AIM OF THE TASK:
An identical copy of all records below is to be written out.
+ + + + +
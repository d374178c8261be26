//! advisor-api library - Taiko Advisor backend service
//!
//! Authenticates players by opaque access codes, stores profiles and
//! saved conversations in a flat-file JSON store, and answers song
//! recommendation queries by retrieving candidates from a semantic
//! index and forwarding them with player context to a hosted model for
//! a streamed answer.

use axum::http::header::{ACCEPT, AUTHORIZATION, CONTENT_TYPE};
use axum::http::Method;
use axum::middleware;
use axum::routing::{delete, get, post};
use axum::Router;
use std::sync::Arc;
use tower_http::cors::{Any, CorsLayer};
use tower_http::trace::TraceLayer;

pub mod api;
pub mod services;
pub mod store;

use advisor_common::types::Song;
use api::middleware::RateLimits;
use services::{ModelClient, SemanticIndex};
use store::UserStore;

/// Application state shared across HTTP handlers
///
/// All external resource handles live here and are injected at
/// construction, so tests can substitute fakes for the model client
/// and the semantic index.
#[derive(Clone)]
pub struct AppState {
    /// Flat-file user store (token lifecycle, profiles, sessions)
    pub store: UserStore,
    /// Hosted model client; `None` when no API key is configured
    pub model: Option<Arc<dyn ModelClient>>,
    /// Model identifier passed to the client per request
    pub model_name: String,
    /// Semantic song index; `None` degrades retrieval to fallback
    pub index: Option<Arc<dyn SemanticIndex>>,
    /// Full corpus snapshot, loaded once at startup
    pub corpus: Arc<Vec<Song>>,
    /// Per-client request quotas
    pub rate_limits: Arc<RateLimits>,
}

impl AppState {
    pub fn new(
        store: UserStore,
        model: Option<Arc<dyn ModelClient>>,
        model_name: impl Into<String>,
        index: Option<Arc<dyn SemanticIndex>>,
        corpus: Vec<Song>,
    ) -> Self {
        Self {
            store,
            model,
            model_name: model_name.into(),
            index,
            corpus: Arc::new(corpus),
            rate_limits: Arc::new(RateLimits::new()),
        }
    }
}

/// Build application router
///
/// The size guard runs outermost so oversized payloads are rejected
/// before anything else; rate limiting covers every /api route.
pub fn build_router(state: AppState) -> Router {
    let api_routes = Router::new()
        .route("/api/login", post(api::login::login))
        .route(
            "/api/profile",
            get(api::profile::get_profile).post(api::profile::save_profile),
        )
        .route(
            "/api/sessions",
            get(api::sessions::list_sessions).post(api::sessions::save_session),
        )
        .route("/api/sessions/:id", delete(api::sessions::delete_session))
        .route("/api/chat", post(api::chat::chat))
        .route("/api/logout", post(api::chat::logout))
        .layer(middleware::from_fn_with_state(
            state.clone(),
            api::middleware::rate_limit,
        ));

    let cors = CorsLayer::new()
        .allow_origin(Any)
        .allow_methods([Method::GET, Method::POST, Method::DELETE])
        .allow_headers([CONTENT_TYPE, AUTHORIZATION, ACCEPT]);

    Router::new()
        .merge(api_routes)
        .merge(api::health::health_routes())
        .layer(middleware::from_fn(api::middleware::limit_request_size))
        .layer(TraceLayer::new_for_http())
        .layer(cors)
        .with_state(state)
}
+ + + + +
SOLUTION TO THIS EXERCISE:
repository d374178c8261be26
//! advisor-api library - Taiko Advisor backend service
//!
//! Authenticates players by opaque access codes, stores profiles and
//! saved conversations in a flat-file JSON store, and answers song
//! recommendation queries by retrieving candidates from a semantic
//! index and forwarding them with player context to a hosted model for
//! a streamed answer.

use axum::http::header::{ACCEPT, AUTHORIZATION, CONTENT_TYPE};
use axum::http::Method;
use axum::middleware;
use axum::routing::{delete, get, post};
use axum::Router;
use std::sync::Arc;
use tower_http::cors::{Any, CorsLayer};
use tower_http::trace::TraceLayer;

pub mod api;
pub mod services;
pub mod store;

use advisor_common::types::Song;
use api::middleware::RateLimits;
use services::{ModelClient, SemanticIndex};
use store::UserStore;

/// Application state shared across HTTP handlers
///
/// All external resource handles live here and are injected at
/// construction, so tests can substitute fakes for the model client
/// and the semantic index.
#[derive(Clone)]
pub struct AppState {
    /// Flat-file user store (token lifecycle, profiles, sessions)
    pub store: UserStore,
    /// Hosted model client; `None` when no API key is configured
    pub model: Option<Arc<dyn ModelClient>>,
    /// Model identifier passed to the client per request
    pub model_name: String,
    /// Semantic song index; `None` degrades retrieval to fallback
    pub index: Option<Arc<dyn SemanticIndex>>,
    /// Full corpus snapshot, loaded once at startup
    pub corpus: Arc<Vec<Song>>,
    /// Per-client request quotas
    pub rate_limits: Arc<RateLimits>,
}

impl AppState {
    pub fn new(
        store: UserStore,
        model: Option<Arc<dyn ModelClient>>,
        model_name: impl Into<String>,
        index: Option<Arc<dyn SemanticIndex>>,
        corpus: Vec<Song>,
    ) -> Self {
        Self {
            store,
            model,
            model_name: model_name.into(),
            index,
            corpus: Arc::new(corpus),
            rate_limits: Arc::new(RateLimits::new()),
        }
    }
}

/// Build application router
///
/// The size guard runs outermost so oversized payloads are rejected
/// before anything else; rate limiting covers every /api route.
pub fn build_router(state: AppState) -> Router {
    let api_routes = Router::new()
        .route("/api/login", post(api::login::login))
        .route(
            "/api/profile",
            get(api::profile::get_profile).post(api::profile::save_profile),
        )
        .route(
            "/api/sessions",
            get(api::sessions::list_sessions).post(api::sessions::save_session),
        )
        .route("/api/sessions/:id", delete(api::sessions::delete_session))
        .route("/api/chat", post(api::chat::chat))
        .route("/api/logout", post(api::chat::logout))
        .layer(middleware::from_fn_with_state(
            state.clone(),
            api::middleware::rate_limit,
        ));

    let cors = CorsLayer::new()
        .allow_origin(Any)
        .allow_methods([Method::GET, Method::POST, Method::DELETE])
        .allow_headers([CONTENT_TYPE, AUTHORIZATION, ACCEPT]);

    Router::new()
        .merge(api_routes)
        .merge(api::health::health_routes())
        .layer(middleware::from_fn(api::middleware::limit_request_size))
        .layer(TraceLayer::new_for_http())
        .layer(cors)
        .with_state(state)
}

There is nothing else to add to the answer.